» **Work task**: Search the records for the string "SignupService", then copy each line where it appears.

━━━━

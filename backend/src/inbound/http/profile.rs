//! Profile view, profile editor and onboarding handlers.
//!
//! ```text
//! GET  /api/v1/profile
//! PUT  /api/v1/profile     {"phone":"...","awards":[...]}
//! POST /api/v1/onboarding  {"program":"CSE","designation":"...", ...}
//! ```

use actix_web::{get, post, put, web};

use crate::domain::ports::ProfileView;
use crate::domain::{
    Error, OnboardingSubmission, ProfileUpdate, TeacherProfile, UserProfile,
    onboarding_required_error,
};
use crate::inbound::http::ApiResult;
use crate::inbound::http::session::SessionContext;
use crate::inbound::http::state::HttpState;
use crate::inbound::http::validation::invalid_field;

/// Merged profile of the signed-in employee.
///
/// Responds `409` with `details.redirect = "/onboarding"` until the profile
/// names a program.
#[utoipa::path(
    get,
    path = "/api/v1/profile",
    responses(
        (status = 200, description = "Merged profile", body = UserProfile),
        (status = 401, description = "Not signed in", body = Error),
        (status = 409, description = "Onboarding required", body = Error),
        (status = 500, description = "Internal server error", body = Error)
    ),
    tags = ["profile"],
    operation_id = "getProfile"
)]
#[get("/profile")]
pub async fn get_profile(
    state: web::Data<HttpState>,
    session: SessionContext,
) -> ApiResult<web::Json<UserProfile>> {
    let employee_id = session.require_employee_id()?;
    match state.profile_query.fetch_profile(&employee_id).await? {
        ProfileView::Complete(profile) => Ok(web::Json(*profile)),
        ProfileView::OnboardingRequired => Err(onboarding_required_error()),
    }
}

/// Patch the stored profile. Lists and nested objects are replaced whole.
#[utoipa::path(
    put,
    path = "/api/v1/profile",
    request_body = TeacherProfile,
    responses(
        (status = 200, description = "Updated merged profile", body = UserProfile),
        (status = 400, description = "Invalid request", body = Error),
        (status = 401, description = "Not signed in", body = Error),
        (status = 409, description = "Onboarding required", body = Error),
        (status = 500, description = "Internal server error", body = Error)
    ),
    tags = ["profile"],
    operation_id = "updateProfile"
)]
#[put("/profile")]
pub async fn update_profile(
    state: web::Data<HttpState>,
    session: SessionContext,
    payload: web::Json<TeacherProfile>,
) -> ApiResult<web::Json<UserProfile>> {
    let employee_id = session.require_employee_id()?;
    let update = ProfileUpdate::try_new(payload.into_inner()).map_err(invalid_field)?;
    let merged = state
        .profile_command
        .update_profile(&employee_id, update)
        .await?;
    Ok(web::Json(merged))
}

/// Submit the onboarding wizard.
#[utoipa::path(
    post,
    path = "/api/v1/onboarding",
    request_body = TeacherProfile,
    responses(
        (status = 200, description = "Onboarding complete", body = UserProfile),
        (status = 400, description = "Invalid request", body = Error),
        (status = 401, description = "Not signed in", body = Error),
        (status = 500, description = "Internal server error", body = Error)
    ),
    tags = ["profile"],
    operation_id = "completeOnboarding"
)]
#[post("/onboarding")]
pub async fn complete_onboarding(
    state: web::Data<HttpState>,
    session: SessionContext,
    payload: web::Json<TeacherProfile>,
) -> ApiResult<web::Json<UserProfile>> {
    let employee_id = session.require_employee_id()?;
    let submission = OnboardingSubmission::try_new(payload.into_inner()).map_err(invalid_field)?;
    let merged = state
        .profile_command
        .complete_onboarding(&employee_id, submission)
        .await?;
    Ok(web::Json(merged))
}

━━━━

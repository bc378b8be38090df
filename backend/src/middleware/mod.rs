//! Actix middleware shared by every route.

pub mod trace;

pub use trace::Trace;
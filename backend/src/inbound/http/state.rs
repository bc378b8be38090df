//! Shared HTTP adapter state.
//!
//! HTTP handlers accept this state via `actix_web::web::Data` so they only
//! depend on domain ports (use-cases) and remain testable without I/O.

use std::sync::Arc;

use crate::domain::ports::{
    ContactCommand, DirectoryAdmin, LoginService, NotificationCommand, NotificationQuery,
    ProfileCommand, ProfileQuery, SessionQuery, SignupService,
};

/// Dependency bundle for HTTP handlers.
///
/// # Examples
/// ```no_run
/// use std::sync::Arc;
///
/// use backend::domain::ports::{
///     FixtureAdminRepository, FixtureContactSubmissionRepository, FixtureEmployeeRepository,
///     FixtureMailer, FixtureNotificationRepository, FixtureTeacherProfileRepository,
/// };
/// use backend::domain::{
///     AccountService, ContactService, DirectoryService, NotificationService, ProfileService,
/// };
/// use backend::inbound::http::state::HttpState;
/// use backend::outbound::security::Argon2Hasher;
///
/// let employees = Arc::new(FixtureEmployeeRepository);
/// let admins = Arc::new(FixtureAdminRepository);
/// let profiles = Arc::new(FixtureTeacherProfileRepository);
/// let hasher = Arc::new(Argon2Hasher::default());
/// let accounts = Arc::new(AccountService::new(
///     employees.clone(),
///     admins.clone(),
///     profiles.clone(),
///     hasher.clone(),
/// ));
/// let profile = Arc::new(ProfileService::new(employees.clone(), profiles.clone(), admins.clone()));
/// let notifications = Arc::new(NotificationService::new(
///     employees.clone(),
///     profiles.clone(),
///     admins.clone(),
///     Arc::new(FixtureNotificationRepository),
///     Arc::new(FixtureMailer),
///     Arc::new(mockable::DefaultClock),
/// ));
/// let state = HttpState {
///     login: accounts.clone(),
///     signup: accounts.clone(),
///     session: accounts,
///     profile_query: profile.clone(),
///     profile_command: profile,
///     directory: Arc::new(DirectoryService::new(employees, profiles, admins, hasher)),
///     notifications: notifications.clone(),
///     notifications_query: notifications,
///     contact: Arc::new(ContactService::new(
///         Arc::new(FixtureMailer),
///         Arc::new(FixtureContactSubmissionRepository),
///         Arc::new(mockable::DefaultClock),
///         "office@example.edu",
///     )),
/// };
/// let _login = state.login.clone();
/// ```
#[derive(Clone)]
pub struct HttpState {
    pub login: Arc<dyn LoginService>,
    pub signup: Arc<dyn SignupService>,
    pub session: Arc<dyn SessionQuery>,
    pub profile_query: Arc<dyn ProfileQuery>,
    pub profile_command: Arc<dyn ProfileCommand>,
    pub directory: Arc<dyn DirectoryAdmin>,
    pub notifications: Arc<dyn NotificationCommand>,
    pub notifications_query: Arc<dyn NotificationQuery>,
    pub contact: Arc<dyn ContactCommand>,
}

━━━━

» **Output for this exercise**:
    ProfileCommand, ProfileQuery, SessionQuery, SignupService,
    pub signup: Arc<dyn SignupService>,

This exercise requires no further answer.